(Task prompt)
All of the entries below need to be repeated exactly.

(Information provided)

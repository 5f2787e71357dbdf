use std::{iter::Peekable, str::Chars};

use crate::location::Location;

/// Abstraction over a peekable char iterator with line and column information.
///
/// Since it only holds an iterator and a location, this type is very
/// lightweight, making it easy to clone in order to handle lookahead.
#[derive(Clone)]
pub struct CharLexer<'a> {
    chars: Peekable<Chars<'a>>,
    location: Location,
}

impl<'a> CharLexer<'a> {
    /// Constructs a new [`CharLexer`] for the given source string,
    /// starting at line 1, column 1.
    pub fn new(source: &'a str) -> Self {
        Self {
            chars: source.chars().peekable(),
            location: Location::start(),
        }
    }

    /// Tries to advance the lexer by one character.
    /// Returns the character wrapped in an [`Option`] if it was successful,
    /// or [`None`] if the lexer cannot advance any further.
    ///
    /// A line break moves the lexer to the first column of the next line.
    pub fn try_next(&mut self) -> Option<char> {
        let next = self.chars.next();
        if let Some(ch) = next {
            self.location = if ch == '\n' {
                Location::new(self.location.line() + 1, 1)
            } else {
                Location::new(self.location.line(), self.location.column() + 1)
            };
        }
        next
    }

    /// Returns the next character without consuming it.
    /// Returns [`None`] if the lexer cannot advance any further.
    pub fn peek(&mut self) -> Option<char> {
        self.chars.peek().copied()
    }

    /// The location of the next character.
    pub fn location(&self) -> Location {
        self.location
    }

    /// Consumes up to `count` characters.
    pub fn consume(&mut self, count: usize) {
        for _ in 0..count {
            if self.try_next().is_none() {
                break;
            }
        }
    }

    /// Consumes characters while `P(char)` evaluates to `true`.
    /// Returns a [`String`] containing the consumed characters.
    pub fn consume_while<P>(&mut self, mut predicate: P) -> String
    where
        P: FnMut(&char) -> bool,
    {
        let mut matches = String::new();
        while let Some(ch) = self.chars.peek().copied() {
            if predicate(&ch) {
                matches.push(ch);
                self.try_next();
            } else {
                break;
            }
        }
        matches
    }

    /// Checks if the lexer is finished.
    pub fn is_finished(&mut self) -> bool {
        self.peek().is_none()
    }
}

(Exercise output)
repository 5f2787e71357dbdf
use std::{iter::Peekable, str::Chars};

use crate::location::Location;

/// Abstraction over a peekable char iterator with line and column information.
///
/// Since it only holds an iterator and a location, this type is very
/// lightweight, making it easy to clone in order to handle lookahead.
#[derive(Clone)]
pub struct CharLexer<'a> {
    chars: Peekable<Chars<'a>>,
    location: Location,
}

impl<'a> CharLexer<'a> {
    /// Constructs a new [`CharLexer`] for the given source string,
    /// starting at line 1, column 1.
    pub fn new(source: &'a str) -> Self {
        Self {
            chars: source.chars().peekable(),
            location: Location::start(),
        }
    }

    /// Tries to advance the lexer by one character.
    /// Returns the character wrapped in an [`Option`] if it was successful,
    /// or [`None`] if the lexer cannot advance any further.
    ///
    /// A line break moves the lexer to the first column of the next line.
    pub fn try_next(&mut self) -> Option<char> {
        let next = self.chars.next();
        if let Some(ch) = next {
            self.location = if ch == '\n' {
                Location::new(self.location.line() + 1, 1)
            } else {
                Location::new(self.location.line(), self.location.column() + 1)
            };
        }
        next
    }

    /// Returns the next character without consuming it.
    /// Returns [`None`] if the lexer cannot advance any further.
    pub fn peek(&mut self) -> Option<char> {
        self.chars.peek().copied()
    }

    /// The location of the next character.
    pub fn location(&self) -> Location {
        self.location
    }

    /// Consumes up to `count` characters.
    pub fn consume(&mut self, count: usize) {
        for _ in 0..count {
            if self.try_next().is_none() {
                break;
            }
        }
    }

    /// Consumes characters while `P(char)` evaluates to `true`.
    /// Returns a [`String`] containing the consumed characters.
    pub fn consume_while<P>(&mut self, mut predicate: P) -> String
    where
        P: FnMut(&char) -> bool,
    {
        let mut matches = String::new();
        while let Some(ch) = self.chars.peek().copied() {
            if predicate(&ch) {
                matches.push(ch);
                self.try_next();
            } else {
                break;
            }
        }
        matches
    }

    /// Checks if the lexer is finished.
    pub fn is_finished(&mut self) -> bool {
        self.peek().is_none()
    }
}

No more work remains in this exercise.